Morphological and functional leaf traits are essentially influenced by the environment, especially through light and climatic conditions. Changes in climate (temperature and air humidity) and light can affect leaf toughness and leaf nutrient content like nitrogen (N) and carbon (C) concentrations. While leaves of tree seedlings and saplings grow in a similar environment of the understorey, large trees need to produce leaves with a distinct development of traits that are acclimated to different environmental conditions in the canopy.

The formation of softer leaves with a thinner and larger leaf lamina, represented by a high specific leaf area (SLA), is a common response to humid environments [1-3]. In addition, high temperatures can also lead to an increase in SLA, but it strongly depends on sufficient soil moisture content [4]. Low soil moisture content rather leads to water stress situations for plants. In return, water stress can cause sclerophylly [5], resulting in thickened, hardened foliage that resists loss of moisture. Sclerophylly is based in the accumulation of phenolic compounds and lignification of leaf tissues [6, 7].

Leaf N concentrations are especially influenced by light conditions [8, 9]. Sun-exposed leaves usually show increased leaf N concentrations compared to shade leaves [10, 11]. Nonetheless, patterns of leaf N content also depend on the shade tolerance of tree species. In lower light environments, increasing the leaf N concentration is a strategy of N partitioning for more efficient light harvesting [12]. Furthermore, levels of humidity can also affect leaf nutrient concentrations. Low soil moisture conditions of dry environments, causing water stress to host plants, increase the N content in plant tissues [13].
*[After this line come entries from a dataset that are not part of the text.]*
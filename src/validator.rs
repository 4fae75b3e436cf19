//! The public entry point: `TokenValidator`.
//!
//! Owns the issuer list, cache, pipeline, monitor, and security counter, and
//! wires them together the way the spec's data-flow diagram describes:
//! parse once, select an issuer by `iss`, check the cache, and only run the
//! full pipeline on a miss.

use std::sync::Arc;

use tracing::{debug, warn};

use crate::cache::AccessTokenCache;
use crate::claims::AccessTokenContent;
use crate::config::{AccessTokenCacheConfig, IssuerConfig, MonitorConfig, ParserConfig};
use crate::error::{EventType, SecurityEventCounter, SecurityEventCounterSnapshot, ValidationError};
use crate::monitor::{MeasurementType, Statistics, ValidatorMonitor};
use crate::parser::NonValidatingParser;
use crate::pipeline::ValidationPipeline;

/// Owned configuration for constructing a [`TokenValidator`].
pub struct ValidatorConfig {
    pub issuers: Vec<IssuerConfig>,
    pub parser: ParserConfig,
    pub cache: AccessTokenCacheConfig,
    pub monitor: MonitorConfig,
}

impl ValidatorConfig {
    #[must_use]
    pub fn new(issuers: Vec<IssuerConfig>) -> Self {
        Self {
            issuers,
            parser: ParserConfig::default(),
            cache: AccessTokenCacheConfig::default(),
            monitor: MonitorConfig::default(),
        }
    }
}

/// Core bearer-token validation engine.
///
/// Thread-safe: every field is `Send + Sync` and the type is meant to be
/// wrapped in an `Arc` and shared across tasks/threads. `validate` never
/// suspends indefinitely; the only wait points are bounded CPU work and a
/// `dashmap` shard lock held for the duration of one lookup/insert.
pub struct TokenValidator {
    issuers: Vec<IssuerConfig>,
    parser: NonValidatingParser,
    cache: AccessTokenCache,
    pipeline: ValidationPipeline,
    monitor: ValidatorMonitor,
    counter: Arc<SecurityEventCounter>,
}

impl TokenValidator {
    #[must_use]
    pub fn new(config: ValidatorConfig) -> Self {
        let counter = SecurityEventCounter::new();
        let monitor = ValidatorMonitor::from_config(&config.monitor);
        let cache = AccessTokenCache::new(&config.cache, Arc::clone(&counter));
        let pipeline = ValidationPipeline::new(Arc::clone(&counter));
        let parser = NonValidatingParser::new(config.parser);

        Self {
            issuers: config.issuers,
            parser,
            cache,
            pipeline,
            monitor,
            counter,
        }
    }

    /// Validates a compact JWT bearer token end to end: parse, cache lookup,
    /// and on a miss, the full format/header/signature/claims pipeline
    /// followed by a cache store.
    ///
    /// A present-but-expired cache entry is surfaced as `Err(TOKEN_EXPIRED)`
    /// rather than silently falling through to re-validation, matching the
    /// documented cache contract.
    pub fn validate(&self, raw: &str) -> Result<AccessTokenContent, ValidationError> {
        let overall = self.monitor.start(MeasurementType::CompleteValidation);
        let result = self.validate_inner(raw);
        overall.stop_and_record();
        result
    }

    fn validate_inner(&self, raw: &str) -> Result<AccessTokenContent, ValidationError> {
        if let Some(content) = self.cache.get(raw, &self.monitor)? {
            return Ok(content);
        }

        let decoded = self.parser.decode(raw, true, &self.monitor)?;

        let issuer = self.select_issuer(decoded.payload.get("iss").and_then(|v| v.as_str()))?;

        let content = self.pipeline.validate(&decoded, issuer, &self.monitor)?;

        if let Err(err) = self.cache.put(raw, content.clone(), &self.monitor) {
            // A put failure never invalidates an already-successful
            // validation; it only means this particular token won't be
            // served from cache next time.
            warn!(target: "token_guard::validator", kind = %err.kind, "failed to cache validated token");
            self.counter.increment(EventType::InternalCacheError);
        }

        debug!(target: "token_guard::validator", subject = content.subject(), "token validated");
        Ok(content)
    }

    fn select_issuer(&self, iss: Option<&str>) -> Result<&IssuerConfig, ValidationError> {
        let iss = iss.ok_or_else(|| {
            ValidationError::new(EventType::IssuerMismatch, "iss claim missing")
        })?;
        self.issuers
            .iter()
            .find(|issuer| issuer.issuer_identifier == iss)
            .ok_or_else(|| ValidationError::new(EventType::IssuerMismatch, "no issuer configured for this iss"))
    }

    /// Point-in-time snapshot of every [`EventType`] counter.
    #[must_use]
    pub fn security_events(&self) -> SecurityEventCounterSnapshot {
        self.counter.snapshot()
    }

    /// Latency percentiles for one measured pipeline stage.
    #[must_use]
    pub fn monitor_stats(&self, measurement: MeasurementType) -> Statistics {
        self.monitor.statistics(measurement)
    }

    /// Current number of cached tokens.
    #[must_use]
    pub fn cached_entries(&self) -> usize {
        self.cache.len()
    }

    /// Stops the cache's background eviction task. Idempotent; safe to call
    /// more than once or on a validator that was never used concurrently.
    pub fn shutdown(&self) {
        self.cache.shutdown();
    }
}

impl Drop for TokenValidator {
    fn drop(&mut self) {
        self.shutdown();
    }
}

#[cfg(test)]
#[allow(clippy::unwrap_used, clippy::expect_used)]
mod tests {
    use super::*;
    use crate::keys::{StaticKeyResolver, VerificationKey};
    use jsonwebtoken::{Algorithm, DecodingKey, EncodingKey, Header};
    use serde_json::json;

    const SECRET: &[u8] = b"validator-test-secret";

    fn sign(claims: &serde_json::Value) -> String {
        let mut header = Header::new(Algorithm::HS256);
        header.kid = Some("k1".to_string());
        jsonwebtoken::encode(&header, claims, &EncodingKey::from_secret(SECRET)).unwrap()
    }

    fn validator() -> TokenValidator {
        let resolver = Arc::new(StaticKeyResolver::new().with_key(
            Some("k1"),
            "HS256",
            VerificationKey::Hmac {
                algorithm: Algorithm::HS256,
                key: DecodingKey::from_secret(SECRET),
            },
        ));
        let issuer = IssuerConfig::new("https://issuer.example", resolver)
            .with_algorithms(["HS256".to_string()])
            .with_audience(["client-a".to_string()]);
        TokenValidator::new(ValidatorConfig::new(vec![issuer]))
    }

    #[tokio::test]
    async fn happy_path_validates_and_caches() {
        let now = chrono::Utc::now().timestamp();
        let claims = json!({
            "iss": "https://issuer.example",
            "sub": "u1",
            "aud": "client-a",
            "exp": now + 3600,
            "iat": now,
        });
        let token = sign(&claims);
        let validator = validator();

        let content = validator.validate(&token).unwrap();
        assert_eq!(content.subject(), "u1");
        assert_eq!(validator.cached_entries(), 1);

        // second call should hit the cache
        let content2 = validator.validate(&token).unwrap();
        assert_eq!(content2.subject(), "u1");
        let snap = validator.security_events();
        assert_eq!(snap.get(EventType::AccessTokenCacheHit), 1);
        validator.shutdown();
    }

    #[tokio::test]
    async fn unknown_issuer_is_rejected() {
        let now = chrono::Utc::now().timestamp();
        let claims = json!({
            "iss": "https://other.example",
            "sub": "u1",
            "aud": "client-a",
            "exp": now + 3600,
        });
        let token = sign(&claims);
        let validator = validator();

        let err = validator.validate(&token).unwrap_err();
        assert_eq!(err.kind, EventType::IssuerMismatch);
        validator.shutdown();
    }

    #[tokio::test]
    async fn concurrent_misses_on_the_same_token_converge_on_one_cached_entry() {
        let now = chrono::Utc::now().timestamp();
        let claims = json!({
            "iss": "https://issuer.example",
            "sub": "u1",
            "aud": "client-a",
            "exp": now + 3600,
        });
        let token = Arc::new(sign(&claims));
        let validator = Arc::new(validator());

        let mut handles = Vec::new();
        for _ in 0..100 {
            let validator = Arc::clone(&validator);
            let token = Arc::clone(&token);
            handles.push(tokio::spawn(async move { validator.validate(&token) }));
        }
        for handle in handles {
            let result = handle.await.unwrap();
            assert!(result.is_ok());
        }
        assert_eq!(validator.cached_entries(), 1);
        validator.shutdown();
    }
}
Varying light conditions have been identified as a significant predictor for the variation of many leaf traits within forest canopies (e.g., [14, 15]). Leaf trait trends identified by Thomas [16] are likely to be influenced by the leaf acclimation both to environmental conditions (light) and to plant ontogeny (tree size). However, the leaf acclimation to light is suggested to be ofsecondary importance. Studies with a controlled light effect (e.g., comparison between leaves of open-grown saplings and upper canopy trees) indicate that ontogenetic changes in leaf toughness and herbivory cannot be fully accounted by environmental acclimation responses to sun and shade [17, 18]. Strong effects of tree size on leaf toughness are found independently of crown exposure [16]. Decreases in SLA and related leaf features (leaf tissue density and lignifications) at the end of tree ontogeny are also noted to be independent of sun and shade acclimation [1922]. Furthermore, the magnitude of ontogenetic changes in traits is larger than what is documented for studies of light acclimation responses [18, 23-26].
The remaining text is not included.